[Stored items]
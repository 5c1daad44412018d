// ABOUTME: Inspect command implementation.
// ABOUTME: Prints the deployment label of a service and flags images changed since.

use deployer::config::Config;
use deployer::diagnostics::{Diagnostics, Warning};
use deployer::error::{Error, Result};
use deployer::inspect::inspect_service;
use deployer::output::Output;
use deployer::process::LocalRunner;
use deployer::types::{RemoteHost, ServiceName};

/// `service` is a config key when a config is available, otherwise a swarm service name.
pub async fn inspect(
    config: Option<&Config>,
    host: &RemoteHost,
    service: &str,
    output: &Output,
) -> Result<()> {
    let service_name = match config.and_then(|c| c.services.get(service)) {
        Some(configured) => configured.service_name.clone(),
        None => ServiceName::new(service).map_err(|_| Error::UnknownService(service.to_string()))?,
    };

    let runner = LocalRunner::new();
    let report = inspect_service(&runner, host, &service_name).await?;
    let metadata = &report.metadata;

    output.progress(&format!("Service:      {}", report.service));
    output.progress(&format!("Image:        {}", report.current_image));
    output.progress(&format!("Deployed at:  {}", metadata.date.to_rfc3339()));
    output.progress(&format!(
        "Deployed by:  {} on {} ({} {})",
        metadata.computer_username,
        metadata.device_name,
        metadata.operating_system.platform,
        metadata.operating_system.architecture
    ));
    output.progress(&format!(
        "Project:      {} (deployer {})",
        metadata.name, metadata.deployer_version
    ));

    let mut diag = Diagnostics::default();
    if !report.image_matches() {
        diag.warn(Warning::metadata_mismatch(format!(
            "{} runs {} but was last deployed with {}",
            report.service, report.current_image, metadata.image
        )));
    }
    for warning in diag.warnings() {
        output.warning(&warning.message);
    }

    output.success(&format!(
        "{} deployed by {} at {}",
        report.service,
        metadata.computer_username,
        metadata.date.to_rfc3339()
    ));
    Ok(())
}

→ TASK ITEM
Quote all of the entries exactly as they appear.

→ EXERCISE RESULT
repository 5c1daad44412018d
// ABOUTME: Inspect command implementation.
// ABOUTME: Prints the deployment label of a service and flags images changed since.

use deployer::config::Config;
use deployer::diagnostics::{Diagnostics, Warning};
use deployer::error::{Error, Result};
use deployer::inspect::inspect_service;
use deployer::output::Output;
use deployer::process::LocalRunner;
use deployer::types::{RemoteHost, ServiceName};

/// `service` is a config key when a config is available, otherwise a swarm service name.
pub async fn inspect(
    config: Option<&Config>,
    host: &RemoteHost,
    service: &str,
    output: &Output,
) -> Result<()> {
    let service_name = match config.and_then(|c| c.services.get(service)) {
        Some(configured) => configured.service_name.clone(),
        None => ServiceName::new(service).map_err(|_| Error::UnknownService(service.to_string()))?,
    };

    let runner = LocalRunner::new();
    let report = inspect_service(&runner, host, &service_name).await?;
    let metadata = &report.metadata;

    output.progress(&format!("Service:      {}", report.service));
    output.progress(&format!("Image:        {}", report.current_image));
    output.progress(&format!("Deployed at:  {}", metadata.date.to_rfc3339()));
    output.progress(&format!(
        "Deployed by:  {} on {} ({} {})",
        metadata.computer_username,
        metadata.device_name,
        metadata.operating_system.platform,
        metadata.operating_system.architecture
    ));
    output.progress(&format!(
        "Project:      {} (deployer {})",
        metadata.name, metadata.deployer_version
    ));

    let mut diag = Diagnostics::default();
    if !report.image_matches() {
        diag.warn(Warning::metadata_mismatch(format!(
            "{} runs {} but was last deployed with {}",
            report.service, report.current_image, metadata.image
        )));
    }
    for warning in diag.warnings() {
        output.warning(&warning.message);
    }

    output.success(&format!(
        "{} deployed by {} at {}",
        report.service,
        metadata.computer_username,
        metadata.date.to_rfc3339()
    ));
    Ok(())
}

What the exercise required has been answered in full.